The primary land use overlying the Turlock Basin is crop production with more than 250,000 acres used for irrigated crops. From 1952 to 2006, urbanized areas have increased from 4000 to 20000 acres, mostly in the Turlock Irrigation District.

Potential areas of concern:
- In 2006, 39 of 513 wells tested above the maximum contaminant level (MCL) for various contaminants such as nitrates, pesticides and volatile organic carbons (VOCs).
- A study published in 2016 by engineering firm Todd Groundwater showed dropping groundwater levels in 38 wells over a 40-year period (1971-2011).
The City of Turlock receives its entire water supply for domestic use from groundwater. The character of the water is generally a sodium sulfate type, and some local wells have been historically closed due to DBCP pesticide poisoning.

In testing the ground water contents there was found to be 120 contaminants. In an area that relies on groundwater for essential needs it greatly diminishes the supply with contaminants present. The main contaminants we see are arsenic and nitrates. Arsenic is present naturally however the assessments done show in the 2014 study shows the contamination of Arsenic with a level of 11.8 ppb in the drinking water. From agriculture, fertilization, and increased urbanization we have also seen increased levels of nitrates. The nitrates are at 45 mg/L and pose a direst health risk. Nitrates in water can cause increased infant illness and death. The main water source is being contaminated by man, and is in return harming man with toxins in the ground water consumed.

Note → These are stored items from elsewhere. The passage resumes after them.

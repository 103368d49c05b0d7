//! Interval layout engine.
//!
//! Everything here is pure: a window plus rows of intervals go in, fractional
//! bar geometry and axis markers come out. Turning fractions into pixels is
//! left to whatever presentation layer consumes the layout.

mod axis_label_format;
mod bar_layout;
mod json_contract;
mod layout_config;
mod layout_engine;
mod time_markers;

pub use axis_label_format::{format_marker_label, format_window_caption};
pub use bar_layout::BarLayout;
pub use json_contract::{LAYOUT_JSON_SCHEMA_V1, LayoutJsonContractV1};
pub use layout_config::{DEFAULT_MARKER_STEP_HOURS, DEFAULT_WIDTH_FLOOR, LayoutConfig};
pub use layout_engine::{LayoutOutcome, RowLayout, TimelineLayout, compute_layout};
pub use time_markers::{TimeMarker, time_markers};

==Basin management organization==

The Turlock Groundwater Management Plan is identified as:
1. Maintain an adequate water level in the groundwater basin.
2. Protect groundwater quality and implement measures, where feasible, to reduce the potential movement of existing contaminants.
3. Monitor groundwater extraction to reduce the potential for land subsidence.
4. Promote conjunctive use of groundwater and surface waters.
5. Support and encourage water conservation.
6. Develop and support alternate water supplies, and educate users on the benefits of water recycling.
7. Continue coordination and cooperation between the TGBA members and customers.